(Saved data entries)
============
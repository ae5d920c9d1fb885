//! End-to-end runs against the simulated controller on a manual clock.

use shade_core::{Command, CommandReceipt, ShadeEngine, ShadeError, StopSource};
use shade_sim::{SimShadeSpec, SimulatedController};
use shade_traits::{ManualClock, ShadeController, ShadeId};
use std::sync::Arc;
use std::time::Duration;

fn setup(start_raw: u16) -> (ManualClock, Arc<SimulatedController>, ShadeEngine) {
    let clock = ManualClock::new();
    let sim = Arc::new(SimulatedController::with_clock(
        "sim",
        [SimShadeSpec::new("a", start_raw)
            .speed(6_000.0)
            .latency(Duration::from_millis(300))],
        clock.clone(),
    ));
    let engine = ShadeEngine::builder()
        .with_shared_controller(Arc::clone(&sim) as Arc<dyn ShadeController>)
        .with_clock(clock.clone())
        .build()
        .unwrap();
    engine.poll_once().unwrap();
    (clock, sim, engine)
}

fn settle(clock: &ManualClock, receipt: &CommandReceipt) -> Result<(), ShadeError> {
    for _ in 0..50 {
        clock.advance_ms(100);
        match receipt.wait(Duration::from_millis(100)) {
            Err(ShadeError::Timeout) => {}
            other => return other,
        }
    }
    Err(ShadeError::Timeout)
}

fn poll_every(clock: &ManualClock, engine: &ShadeEngine, step_ms: u64, times: usize) {
    for _ in 0..times {
        clock.advance_ms(step_ms);
        engine.poll_once().unwrap();
    }
}

#[test]
fn predictive_stop_lands_where_planned() {
    let (clock, sim, engine) = setup(0);
    let a = ShadeId::from("a");
    settle(&clock, &engine.apply_command(&a, Command::Open).unwrap()).unwrap();
    poll_every(&clock, &engine, 1_000, 3);

    let last = engine.shade(&a).unwrap().raw.unwrap();
    assert!(last > 10_000, "shade should be well under way, at {last}");
    let model = engine.diagnostics_snapshot().shades["a"].model.clone().unwrap();
    assert!(model.speed > 3_000.0, "learned speed {}", model.speed);

    clock.advance_ms(200);
    let receipt = engine.apply_command(&a, Command::Stop).unwrap();
    let stop = receipt.plan().unwrap().targets[0].clone();
    assert_ne!(stop.source, StopSource::Frozen);
    assert!(stop.target > last && stop.target <= u16::MAX);
    settle(&clock, &receipt).unwrap();

    clock.advance_ms(30_000);
    assert_eq!(sim.position("a"), Some(stop.target));
    assert!(!sim.is_moving("a"));
}

#[test]
fn repeated_stops_track_free_run_position() {
    const SPEED: f64 = 6_000.0;
    const LATENCY_MS: f64 = 300.0;
    const CYCLES: u32 = 6;

    let (clock, sim, engine) = setup(20_000);
    let a = ShadeId::from("a");
    for cycle in 0..CYCLES {
        let (command, dir) = if cycle % 2 == 0 {
            (Command::Open, 1.0)
        } else {
            (Command::Close, -1.0)
        };
        settle(&clock, &engine.apply_command(&a, command).unwrap()).unwrap();
        poll_every(&clock, &engine, 1_000, 2);

        clock.advance_ms(200);
        let at_command = f64::from(sim.position("a").unwrap());
        let receipt = engine.apply_command(&a, Command::Stop).unwrap();
        let stop = receipt.plan().unwrap().targets[0].clone();
        assert_ne!(stop.source, StopSource::Frozen, "cycle {cycle}");
        settle(&clock, &receipt).unwrap();

        // Where the shade would have been when the stop write took effect.
        let snap = engine.diagnostics_snapshot();
        let planned_ms = snap.recent_stop_outcomes.last().unwrap().at_ms;
        let sent_ms = snap.recent_batch_events.last().unwrap().at_ms;
        let delay_s = ((sent_ms - planned_ms) as f64 + LATENCY_MS) / 1_000.0;
        let free_run = at_command + dir * SPEED * delay_s;
        let err = f64::from(stop.target) - free_run;
        assert!(
            err.abs() < 3_000.0,
            "cycle {cycle}: planned {} vs free run {free_run:.0}",
            stop.target
        );

        // Come to rest before the next move.
        poll_every(&clock, &engine, 1_000, 3);
        assert!(!sim.is_moving("a"), "cycle {cycle}");
    }

    // Only the moves from rest are timed; the stops sent mid-motion are not.
    let model = engine.diagnostics_snapshot().shades["a"].model.clone().unwrap();
    assert_eq!(model.latency_samples, CYCLES);
    assert!(model.latency_ms > 0);
    assert!((model.speed - SPEED).abs() < SPEED * 0.15, "learned speed {}", model.speed);
}

#[test]
fn freeze_stop_drifts_back_to_last_sample() {
    let (clock, sim, engine) = setup(0);
    let a = ShadeId::from("a");
    engine.settings().set_predictive(false);
    settle(&clock, &engine.apply_command(&a, Command::Open).unwrap()).unwrap();
    poll_every(&clock, &engine, 1_000, 2);
    let last = engine.shade(&a).unwrap().raw.unwrap();

    clock.advance_ms(500);
    let receipt = engine.apply_command(&a, Command::Stop).unwrap();
    assert_eq!(receipt.plan().unwrap().targets[0].target, last);
    settle(&clock, &receipt).unwrap();

    // The shade keeps moving through the write latency, then returns.
    assert!(sim.position("a").unwrap() > last);
    clock.advance_ms(30_000);
    assert_eq!(sim.position("a"), Some(last));
}

#[test]
fn offline_controller_fails_writes_and_polls() {
    let (clock, sim, engine) = setup(0);
    sim.set_offline(true);
    assert!(matches!(engine.poll_once(), Err(ShadeError::Controller(_))));

    let receipt = engine.apply_command(&"a".into(), Command::Open).unwrap();
    let err = settle(&clock, &receipt).unwrap_err();
    assert!(matches!(err, ShadeError::AllFailed { .. }), "{err:?}");
    assert_eq!(sim.write_count(), 0);

    sim.set_offline(false);
    engine.poll_once().unwrap();
    assert!(engine.poll_healthy());
}

#[test]
fn controller_timeout_is_reported_as_timeout() {
    let (_clock, sim, engine) = setup(0);
    sim.set_timing_out(true);
    assert_eq!(engine.poll_once().unwrap_err(), ShadeError::Timeout);
}
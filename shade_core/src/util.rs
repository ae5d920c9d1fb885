//! Common numeric and time helpers for shade_core.

use shade_traits::RAW_MAX;
use std::time::{Duration, Instant};

/// Round and clamp a floating raw position into `0..=RAW_MAX`.
/// Non-finite values map to 0.
#[inline]
pub fn clamp_raw(x: f64) -> u16 {
    if !x.is_finite() {
        return 0;
    }
    x.round().clamp(0.0, f64::from(RAW_MAX)) as u16
}

/// Seconds elapsed from `from` to `to`, 0.0 when `to` is earlier.
#[inline]
pub fn secs_between(from: Instant, to: Instant) -> f64 {
    to.saturating_duration_since(from).as_secs_f64()
}

/// Milliseconds from `epoch` to `at`, saturating at 0 and `u64::MAX`.
#[inline]
pub fn ms_from(epoch: Instant, at: Instant) -> u64 {
    u64::try_from(at.saturating_duration_since(epoch).as_millis()).unwrap_or(u64::MAX)
}

/// Milliseconds of a duration as `u64`, saturating.
#[inline]
pub fn duration_ms(d: Duration) -> u64 {
    u64::try_from(d.as_millis()).unwrap_or(u64::MAX)
}
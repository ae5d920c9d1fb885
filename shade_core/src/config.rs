//! Configuration types for the shade engine.
//!
//! These are the runtime configuration structs used by the engine components.
//! They are separate from the TOML-deserialized config in `shade_config`.

use std::time::Duration;

/// Batch window configuration.
#[derive(Debug, Clone)]
pub struct BatchCfg {
    /// Window opened by the first enqueue into an empty batch.
    pub window: Duration,
    /// Distinct-shade cap; reaching it flushes immediately. At most 16.
    pub max_items: usize,
}

impl Default for BatchCfg {
    fn default() -> Self {
        Self {
            window: Duration::from_millis(80),
            max_items: 16,
        }
    }
}

/// Polling cadence configuration.
#[derive(Debug, Clone)]
pub struct PollingCfg {
    /// Interval while idle.
    pub idle: Duration,
    /// Interval while boosted.
    pub boost: Duration,
    /// Boost duration after the most recent trigger.
    pub boost_window: Duration,
}

impl Default for PollingCfg {
    fn default() -> Self {
        Self {
            idle: Duration::from_secs(12),
            boost: Duration::from_millis(1_500),
            boost_window: Duration::from_secs(10),
        }
    }
}

/// Predictive-stop estimator configuration.
#[derive(Debug, Clone)]
pub struct EstimatorCfg {
    /// EMA smoothing factor for latency, (0.0, 1.0].
    pub latency_alpha: f64,
    /// Latency assumed before the first observation.
    pub initial_latency: Duration,
    /// Upper clamp for a single latency observation.
    pub max_latency: Duration,
    /// RLS forgetting factor, (0.0, 1.0].
    pub forgetting: f64,
    /// Initial RLS covariance.
    pub initial_covariance: f64,
}

impl Default for EstimatorCfg {
    fn default() -> Self {
        Self {
            latency_alpha: 0.2,
            initial_latency: Duration::from_millis(150),
            max_latency: Duration::from_millis(1_500),
            forgetting: 0.98,
            initial_covariance: 1_000.0,
        }
    }
}

/// Everything the engine needs besides the controller, clock and settings.
#[derive(Debug, Clone)]
pub struct EngineCfg {
    pub batch: BatchCfg,
    pub polling: PollingCfg,
    pub estimator: EstimatorCfg,
    /// Entries kept per diagnostics ring (stop plans, batch events, assisted runs).
    pub history: usize,
}

impl Default for EngineCfg {
    fn default() -> Self {
        Self {
            batch: BatchCfg::default(),
            polling: PollingCfg::default(),
            estimator: EstimatorCfg::default(),
            history: 20,
        }
    }
}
============
* PROBLEM STATEMENT
Out of the records above, pick each line that contains the string "SimulatedController".

* RESPONSE BOX
use shade_sim::{SimShadeSpec, SimulatedController};
fn setup(start_raw: u16) -> (ManualClock, Arc<SimulatedController>, ShadeEngine) {
    let sim = Arc::new(SimulatedController::with_clock(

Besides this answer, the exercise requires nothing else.